*** Data ***
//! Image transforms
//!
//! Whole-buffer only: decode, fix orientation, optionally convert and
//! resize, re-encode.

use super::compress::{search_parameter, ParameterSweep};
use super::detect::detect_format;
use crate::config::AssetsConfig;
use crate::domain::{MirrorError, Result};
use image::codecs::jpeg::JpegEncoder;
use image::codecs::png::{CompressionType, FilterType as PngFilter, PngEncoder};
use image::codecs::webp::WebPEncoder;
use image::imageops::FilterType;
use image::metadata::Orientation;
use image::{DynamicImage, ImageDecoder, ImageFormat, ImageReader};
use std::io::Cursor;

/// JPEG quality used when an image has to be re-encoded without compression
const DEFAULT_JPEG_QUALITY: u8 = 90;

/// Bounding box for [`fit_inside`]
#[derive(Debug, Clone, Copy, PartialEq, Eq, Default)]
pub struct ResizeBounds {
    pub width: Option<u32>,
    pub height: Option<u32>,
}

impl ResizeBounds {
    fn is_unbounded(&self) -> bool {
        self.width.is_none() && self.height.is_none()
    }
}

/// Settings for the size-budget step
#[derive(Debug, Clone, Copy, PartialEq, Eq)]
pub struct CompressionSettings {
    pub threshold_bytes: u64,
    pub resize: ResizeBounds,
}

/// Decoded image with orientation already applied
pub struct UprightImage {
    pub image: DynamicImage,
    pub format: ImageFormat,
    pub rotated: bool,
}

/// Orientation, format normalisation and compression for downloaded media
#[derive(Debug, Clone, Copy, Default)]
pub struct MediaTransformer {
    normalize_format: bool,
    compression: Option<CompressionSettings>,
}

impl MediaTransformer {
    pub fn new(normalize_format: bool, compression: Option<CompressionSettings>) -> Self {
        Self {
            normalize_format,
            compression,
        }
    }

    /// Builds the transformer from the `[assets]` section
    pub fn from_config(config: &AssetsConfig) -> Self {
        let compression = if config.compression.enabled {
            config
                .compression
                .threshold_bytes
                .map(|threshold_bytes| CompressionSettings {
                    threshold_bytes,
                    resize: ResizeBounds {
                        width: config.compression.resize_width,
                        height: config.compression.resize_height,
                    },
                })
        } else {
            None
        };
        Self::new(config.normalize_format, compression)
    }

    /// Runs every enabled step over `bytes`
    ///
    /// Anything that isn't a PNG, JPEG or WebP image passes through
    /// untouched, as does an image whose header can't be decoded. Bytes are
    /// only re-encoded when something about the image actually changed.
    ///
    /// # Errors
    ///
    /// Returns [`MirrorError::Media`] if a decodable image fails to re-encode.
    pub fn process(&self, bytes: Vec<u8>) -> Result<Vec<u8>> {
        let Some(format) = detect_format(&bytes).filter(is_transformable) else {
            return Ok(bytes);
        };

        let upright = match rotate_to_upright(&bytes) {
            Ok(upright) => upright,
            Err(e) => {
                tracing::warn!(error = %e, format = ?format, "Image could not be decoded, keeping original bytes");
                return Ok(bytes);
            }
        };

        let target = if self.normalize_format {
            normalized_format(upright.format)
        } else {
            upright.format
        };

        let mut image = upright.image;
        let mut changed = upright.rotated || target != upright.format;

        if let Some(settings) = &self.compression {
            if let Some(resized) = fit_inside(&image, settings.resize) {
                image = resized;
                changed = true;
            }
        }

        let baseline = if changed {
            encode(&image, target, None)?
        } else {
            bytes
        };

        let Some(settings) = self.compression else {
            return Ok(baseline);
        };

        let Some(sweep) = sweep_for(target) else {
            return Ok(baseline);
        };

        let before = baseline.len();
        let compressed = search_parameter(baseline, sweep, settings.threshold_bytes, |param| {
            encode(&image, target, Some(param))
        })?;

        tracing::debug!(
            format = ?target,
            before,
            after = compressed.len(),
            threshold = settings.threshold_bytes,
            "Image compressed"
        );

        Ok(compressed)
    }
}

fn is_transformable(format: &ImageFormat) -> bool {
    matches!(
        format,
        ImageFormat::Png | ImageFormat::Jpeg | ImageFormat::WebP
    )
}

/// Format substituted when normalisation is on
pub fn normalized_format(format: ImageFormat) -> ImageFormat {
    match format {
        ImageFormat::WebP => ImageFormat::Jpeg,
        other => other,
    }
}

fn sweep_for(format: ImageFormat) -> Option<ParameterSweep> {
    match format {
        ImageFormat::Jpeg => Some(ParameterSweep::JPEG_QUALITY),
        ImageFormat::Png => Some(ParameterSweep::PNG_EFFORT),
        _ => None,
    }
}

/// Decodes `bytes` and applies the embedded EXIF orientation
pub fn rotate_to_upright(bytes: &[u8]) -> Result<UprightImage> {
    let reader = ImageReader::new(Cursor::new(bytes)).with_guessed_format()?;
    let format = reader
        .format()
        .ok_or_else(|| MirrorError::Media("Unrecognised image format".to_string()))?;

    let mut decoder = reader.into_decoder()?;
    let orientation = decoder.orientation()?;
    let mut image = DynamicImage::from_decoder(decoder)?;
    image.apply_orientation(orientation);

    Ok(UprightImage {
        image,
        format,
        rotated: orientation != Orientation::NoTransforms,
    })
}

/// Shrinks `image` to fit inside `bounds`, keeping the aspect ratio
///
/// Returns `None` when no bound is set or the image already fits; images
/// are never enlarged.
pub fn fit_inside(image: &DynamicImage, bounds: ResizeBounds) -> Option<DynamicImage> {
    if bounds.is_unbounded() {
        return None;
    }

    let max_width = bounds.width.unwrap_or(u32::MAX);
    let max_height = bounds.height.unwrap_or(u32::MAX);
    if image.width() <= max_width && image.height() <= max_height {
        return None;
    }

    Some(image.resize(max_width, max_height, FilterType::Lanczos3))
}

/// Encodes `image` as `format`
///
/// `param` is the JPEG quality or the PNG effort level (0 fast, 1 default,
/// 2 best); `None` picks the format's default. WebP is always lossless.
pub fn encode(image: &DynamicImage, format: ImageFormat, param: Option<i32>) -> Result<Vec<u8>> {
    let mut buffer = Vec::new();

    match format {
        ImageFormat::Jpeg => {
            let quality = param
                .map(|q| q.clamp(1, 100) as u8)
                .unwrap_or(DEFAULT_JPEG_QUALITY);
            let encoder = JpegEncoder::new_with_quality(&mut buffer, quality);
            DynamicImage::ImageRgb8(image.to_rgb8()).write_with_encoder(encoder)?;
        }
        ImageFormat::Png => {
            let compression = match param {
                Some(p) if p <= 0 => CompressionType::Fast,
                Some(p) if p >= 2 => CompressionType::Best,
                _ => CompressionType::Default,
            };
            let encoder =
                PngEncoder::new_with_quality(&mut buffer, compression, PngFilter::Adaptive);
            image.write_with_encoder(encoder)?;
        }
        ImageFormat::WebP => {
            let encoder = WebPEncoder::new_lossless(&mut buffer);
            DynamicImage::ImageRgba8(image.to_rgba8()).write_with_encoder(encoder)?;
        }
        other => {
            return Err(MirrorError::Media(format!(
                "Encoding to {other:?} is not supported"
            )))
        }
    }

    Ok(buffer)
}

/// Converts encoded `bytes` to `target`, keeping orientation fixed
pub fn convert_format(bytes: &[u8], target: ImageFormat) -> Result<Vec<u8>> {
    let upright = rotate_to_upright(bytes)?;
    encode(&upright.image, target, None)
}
*** End of Data ***
Required action:
All of the data shown above must be copied exactly.

Solution for this task:
//! Image transforms
//!
//! Whole-buffer only: decode, fix orientation, optionally convert and
//! resize, re-encode.

use super::compress::{search_parameter, ParameterSweep};
use super::detect::detect_format;
use crate::config::AssetsConfig;
use crate::domain::{MirrorError, Result};
use image::codecs::jpeg::JpegEncoder;
use image::codecs::png::{CompressionType, FilterType as PngFilter, PngEncoder};
use image::codecs::webp::WebPEncoder;
use image::imageops::FilterType;
use image::metadata::Orientation;
use image::{DynamicImage, ImageDecoder, ImageFormat, ImageReader};
use std::io::Cursor;

/// JPEG quality used when an image has to be re-encoded without compression
const DEFAULT_JPEG_QUALITY: u8 = 90;

/// Bounding box for [`fit_inside`]
#[derive(Debug, Clone, Copy, PartialEq, Eq, Default)]
pub struct ResizeBounds {
    pub width: Option<u32>,
    pub height: Option<u32>,
}

impl ResizeBounds {
    fn is_unbounded(&self) -> bool {
        self.width.is_none() && self.height.is_none()
    }
}

/// Settings for the size-budget step
#[derive(Debug, Clone, Copy, PartialEq, Eq)]
pub struct CompressionSettings {
    pub threshold_bytes: u64,
    pub resize: ResizeBounds,
}

/// Decoded image with orientation already applied
pub struct UprightImage {
    pub image: DynamicImage,
    pub format: ImageFormat,
    pub rotated: bool,
}

/// Orientation, format normalisation and compression for downloaded media
#[derive(Debug, Clone, Copy, Default)]
pub struct MediaTransformer {
    normalize_format: bool,
    compression: Option<CompressionSettings>,
}

impl MediaTransformer {
    pub fn new(normalize_format: bool, compression: Option<CompressionSettings>) -> Self {
        Self {
            normalize_format,
            compression,
        }
    }

    /// Builds the transformer from the `[assets]` section
    pub fn from_config(config: &AssetsConfig) -> Self {
        let compression = if config.compression.enabled {
            config
                .compression
                .threshold_bytes
                .map(|threshold_bytes| CompressionSettings {
                    threshold_bytes,
                    resize: ResizeBounds {
                        width: config.compression.resize_width,
                        height: config.compression.resize_height,
                    },
                })
        } else {
            None
        };
        Self::new(config.normalize_format, compression)
    }

    /// Runs every enabled step over `bytes`
    ///
    /// Anything that isn't a PNG, JPEG or WebP image passes through
    /// untouched, as does an image whose header can't be decoded. Bytes are
    /// only re-encoded when something about the image actually changed.
    ///
    /// # Errors
    ///
    /// Returns [`MirrorError::Media`] if a decodable image fails to re-encode.
    pub fn process(&self, bytes: Vec<u8>) -> Result<Vec<u8>> {
        let Some(format) = detect_format(&bytes).filter(is_transformable) else {
            return Ok(bytes);
        };

        let upright = match rotate_to_upright(&bytes) {
            Ok(upright) => upright,
            Err(e) => {
                tracing::warn!(error = %e, format = ?format, "Image could not be decoded, keeping original bytes");
                return Ok(bytes);
            }
        };

        let target = if self.normalize_format {
            normalized_format(upright.format)
        } else {
            upright.format
        };

        let mut image = upright.image;
        let mut changed = upright.rotated || target != upright.format;

        if let Some(settings) = &self.compression {
            if let Some(resized) = fit_inside(&image, settings.resize) {
                image = resized;
                changed = true;
            }
        }

        let baseline = if changed {
            encode(&image, target, None)?
        } else {
            bytes
        };

        let Some(settings) = self.compression else {
            return Ok(baseline);
        };

        let Some(sweep) = sweep_for(target) else {
            return Ok(baseline);
        };

        let before = baseline.len();
        let compressed = search_parameter(baseline, sweep, settings.threshold_bytes, |param| {
            encode(&image, target, Some(param))
        })?;

        tracing::debug!(
            format = ?target,
            before,
            after = compressed.len(),
            threshold = settings.threshold_bytes,
            "Image compressed"
        );

        Ok(compressed)
    }
}

fn is_transformable(format: &ImageFormat) -> bool {
    matches!(
        format,
        ImageFormat::Png | ImageFormat::Jpeg | ImageFormat::WebP
    )
}

/// Format substituted when normalisation is on
pub fn normalized_format(format: ImageFormat) -> ImageFormat {
    match format {
        ImageFormat::WebP => ImageFormat::Jpeg,
        other => other,
    }
}

fn sweep_for(format: ImageFormat) -> Option<ParameterSweep> {
    match format {
        ImageFormat::Jpeg => Some(ParameterSweep::JPEG_QUALITY),
        ImageFormat::Png => Some(ParameterSweep::PNG_EFFORT),
        _ => None,
    }
}

/// Decodes `bytes` and applies the embedded EXIF orientation
pub fn rotate_to_upright(bytes: &[u8]) -> Result<UprightImage> {
    let reader = ImageReader::new(Cursor::new(bytes)).with_guessed_format()?;
    let format = reader
        .format()
        .ok_or_else(|| MirrorError::Media("Unrecognised image format".to_string()))?;

    let mut decoder = reader.into_decoder()?;
    let orientation = decoder.orientation()?;
    let mut image = DynamicImage::from_decoder(decoder)?;
    image.apply_orientation(orientation);

    Ok(UprightImage {
        image,
        format,
        rotated: orientation != Orientation::NoTransforms,
    })
}

/// Shrinks `image` to fit inside `bounds`, keeping the aspect ratio
///
/// Returns `None` when no bound is set or the image already fits; images
/// are never enlarged.
pub fn fit_inside(image: &DynamicImage, bounds: ResizeBounds) -> Option<DynamicImage> {
    if bounds.is_unbounded() {
        return None;
    }

    let max_width = bounds.width.unwrap_or(u32::MAX);
    let max_height = bounds.height.unwrap_or(u32::MAX);
    if image.width() <= max_width && image.height() <= max_height {
        return None;
    }

    Some(image.resize(max_width, max_height, FilterType::Lanczos3))
}

/// Encodes `image` as `format`
///
/// `param` is the JPEG quality or the PNG effort level (0 fast, 1 default,
/// 2 best); `None` picks the format's default. WebP is always lossless.
pub fn encode(image: &DynamicImage, format: ImageFormat, param: Option<i32>) -> Result<Vec<u8>> {
    let mut buffer = Vec::new();

    match format {
        ImageFormat::Jpeg => {
            let quality = param
                .map(|q| q.clamp(1, 100) as u8)
                .unwrap_or(DEFAULT_JPEG_QUALITY);
            let encoder = JpegEncoder::new_with_quality(&mut buffer, quality);
            DynamicImage::ImageRgb8(image.to_rgb8()).write_with_encoder(encoder)?;
        }
        ImageFormat::Png => {
            let compression = match param {
                Some(p) if p <= 0 => CompressionType::Fast,
                Some(p) if p >= 2 => CompressionType::Best,
                _ => CompressionType::Default,
            };
            let encoder =
                PngEncoder::new_with_quality(&mut buffer, compression, PngFilter::Adaptive);
            image.write_with_encoder(encoder)?;
        }
        ImageFormat::WebP => {
            let encoder = WebPEncoder::new_lossless(&mut buffer);
            DynamicImage::ImageRgba8(image.to_rgba8()).write_with_encoder(encoder)?;
        }
        other => {
            return Err(MirrorError::Media(format!(
                "Encoding to {other:?} is not supported"
            )))
        }
    }

    Ok(buffer)
}

/// Converts encoded `bytes` to `target`, keeping orientation fixed
pub fn convert_format(bytes: &[u8], target: ImageFormat) -> Result<Vec<u8>> {
    let upright = rotate_to_upright(bytes)?;
    encode(&upright.image, target, None)
}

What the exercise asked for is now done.